About this task: What do the lines from the one containing "pub mod ollama_service;" through the end of the listing below say? Restate them word for word and give nothing else.

(Beginning of Stored data)

//! Concrete chat backends.

pub mod ollama_service;
pub mod openai_compat;
pub mod scripted;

(End of Stored data)

Output below:
pub mod ollama_service;
pub mod openai_compat;
pub mod scripted;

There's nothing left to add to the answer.